Freddie Gibbs: “You Only Live 2wice” [Album Review] by @MILFENCE

It’s been awhile since we’ve heard from Freddie Gibbs. After releasing his very well-received album, Shadow of a Doubt, Gibbs was detained in France for rape allegations. Something that had supposedly taken place in Austria (Gibbs was doing shows in Europe). Fortunately, Gibbs was released September 30th, 2016, and all charges were dropped. The hip-hop world rejoiced, not only for Gibbs sake, but for the fact that we would likely be receiving a new project from the Gary, Indiana rapper sooner than later. Lord behold (no pun intended), Gibbs announced You Only Live 2wice, and revealed the album artwork, which resembles an old Renaissance painting clearly depicting Gibbs as Jesus Christ. The title and cover art clearly implied that this was Gibbs’ “resurrection” from the dark times he experienced not only in France, but from further in his past as well. This was very well the case with this album. YOL2 is a great comeback for Gibbs and is short, sweet, and to the point.

First things first. THIS. INTRO. SLAPS. I mean goddamn. “20 Karat Jesus” leads this project off and really sets the tone for the rest of the project. Gibbs’ speedy and raspy delivery in the first half of this track is complimented excellently with a surging, yet atmospheric, bass-booming beat. However, the beat switches into a heavenly, grandiose boomer. I’ve never been to church but I’d imagine that it would sound something like that beat. The track ends with Slink Johnson a.k.a. Black Jesus providing some appropriate sermons.

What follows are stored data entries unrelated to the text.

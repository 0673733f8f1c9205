//! Persistence for snapshots.
//!
//! Snapshots are stored one file per name, encoded with bincode and
//! compressed with zstd. See [`snapshots::SnapshotStore`].

/// Named snapshot slots on disk
pub mod snapshots;

pub use snapshots::{SnapshotStore, StoredSnapshotInfo};

use anyhow::{Context, Result, bail};
use serde::Serialize;
use serde::de::DeserializeOwned;

/// Version of the persisted envelope. Bump when field semantics change;
/// records with another version load as absent.
pub const STORE_FORMAT_VERSION: u32 = 1;

/// Default zstd level for snapshot files.
pub const DEFAULT_COMPRESSION_LEVEL: i32 = 3;

/// Largest serialized (uncompressed) record the store writes or reads back.
pub const MAX_ENCODED_BYTES: usize = 100 * 1024 * 1024;

/// Bincode configuration shared by encode and decode.
fn bincode_config() -> impl bincode::config::Config {
    // Limit allocation so a corrupt length prefix cannot exhaust memory
    bincode::config::legacy().with_limit::<MAX_ENCODED_BYTES>()
}

/// Serialize with bincode, then compress with zstd.
///
/// # Errors
///
/// Returns an error if serialization or compression fails, or if the
/// serialized form exceeds [`MAX_ENCODED_BYTES`] and could never be decoded.
pub fn encode<T: Serialize>(value: &T, compression_level: i32) -> Result<Vec<u8>> {
    encode_within(value, compression_level, MAX_ENCODED_BYTES)
}

/// [`encode`] with an explicit size bound, never above [`MAX_ENCODED_BYTES`].
pub(crate) fn encode_within<T: Serialize>(
    value: &T,
    compression_level: i32,
    max_bytes: usize,
) -> Result<Vec<u8>> {
    let raw = bincode::serde::encode_to_vec(value, bincode::config::legacy())
        .context("Failed to serialize snapshot")?;
    let limit = max_bytes.min(MAX_ENCODED_BYTES);
    if raw.len() > limit {
        bail!(
            "Snapshot is too large to store: {} bytes serialized, limit is {limit}",
            raw.len()
        );
    }
    zstd::encode_all(&raw[..], compression_level).context("Failed to compress snapshot")
}

/// Decompress with zstd, then deserialize with bincode.
///
/// # Errors
///
/// Returns an error if the bytes are not a valid zstd frame or do not decode
/// into `T`.
pub fn decode<T: DeserializeOwned>(bytes: &[u8]) -> Result<T> {
    let raw = zstd::decode_all(bytes).context("Failed to decompress snapshot")?;
    let (value, _read) = bincode::serde::decode_from_slice(&raw, bincode_config())
        .context("Failed to deserialize snapshot")?;
    Ok(value)
}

Two consistent themes in this project are reflection and redemption. Redemption from not only the rape charge, but redemption from his drug dealing past. On tracks like “Alexys” and “Dear Maria”, Gibbs finds himself reflecting on this very topic. On “Alexys” Gibbs raps, “I first taste cocaine in the 10th grade, homie at the table choppin’ Rick James…” Obviously we are all pretty familiar with the fact that Freddie was a dope dealer. In fact, this topic can get somewhat repetitive on the album. However, what saves this potentially flaw is the production, which is stellar throughout, even on the more average tracks. Gotta give a shoutout to Speakerbomb and Blair Norf, both who handled the majority of the production on this project, and a majority on Shadow of a Doubt.

Perhaps the track that had the most impact on me personally was the lead single of this album, “Crushed Glass”. Like I said previously, the themes of this album consist of reflection and redemption. Both of these topics are covered on this song. It seems as if this song is written from the perspective of Freddie while in jail. The first lines of the song support this: “My future started yesterday n*gga, every minute feelin’ different, I am not the same n*gga…” Other lyrics mentioned later depict Freddie himself in the prison. Gibbs uses this song to discuss the pain and suffering he went through, as well as the suffering his wife, Erica went through not being able to see him. I believe the song title, “Crushed Glass” is a double entendre. While it is an obvious reference to crack cocaine, I believe it is also a reference to his wife seeing him through the glass divider of the prison cell. The “crushed glass” represents the horrible shape Freddie was in at the time. The music video is also very well done. It depicts him lost in a desert. An obvious metaphor for his time in prison.

Despite being 8 tracks, this album has a decent amount to it. It was short and sweet, had thoughtful and hard lyrics, and also had magnificent production. This was a great comeback for Freddie Kane. Without any trouble, Gibbs has picked up where he left off with Shadow of a Doubt. If you’re a die-hard Gibbs fan, this album will most definitely please you.